*Task description:* The response must consist of the complete listing below, reproduced without alteration.
________________________
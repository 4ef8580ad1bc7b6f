mod common;
mod store_tests;
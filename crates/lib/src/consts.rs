/// Record tag of the first line of every dumper invocation.
pub const MODULE_RECORD: &str = "MODULE";

/// Record tag naming a source file referenced by line-number data.
pub const FILE_RECORD: &str = "FILE";

/// Environment variable holding the path to `pdbstr.exe`.
pub const PDBSTR_PATH_VAR: &str = "PDBSTR_PATH";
________________________
*Exercise output:*
repository 4ef8580ad1bc7b6f
mod common;
mod store_tests;
filename crates/lib/src/consts.rs
/// Record tag of the first line of every dumper invocation.
pub const MODULE_RECORD: &str = "MODULE";

/// Record tag naming a source file referenced by line-number data.
pub const FILE_RECORD: &str = "FILE";

/// Environment variable holding the path to `pdbstr.exe`.
pub const PDBSTR_PATH_VAR: &str = "PDBSTR_PATH";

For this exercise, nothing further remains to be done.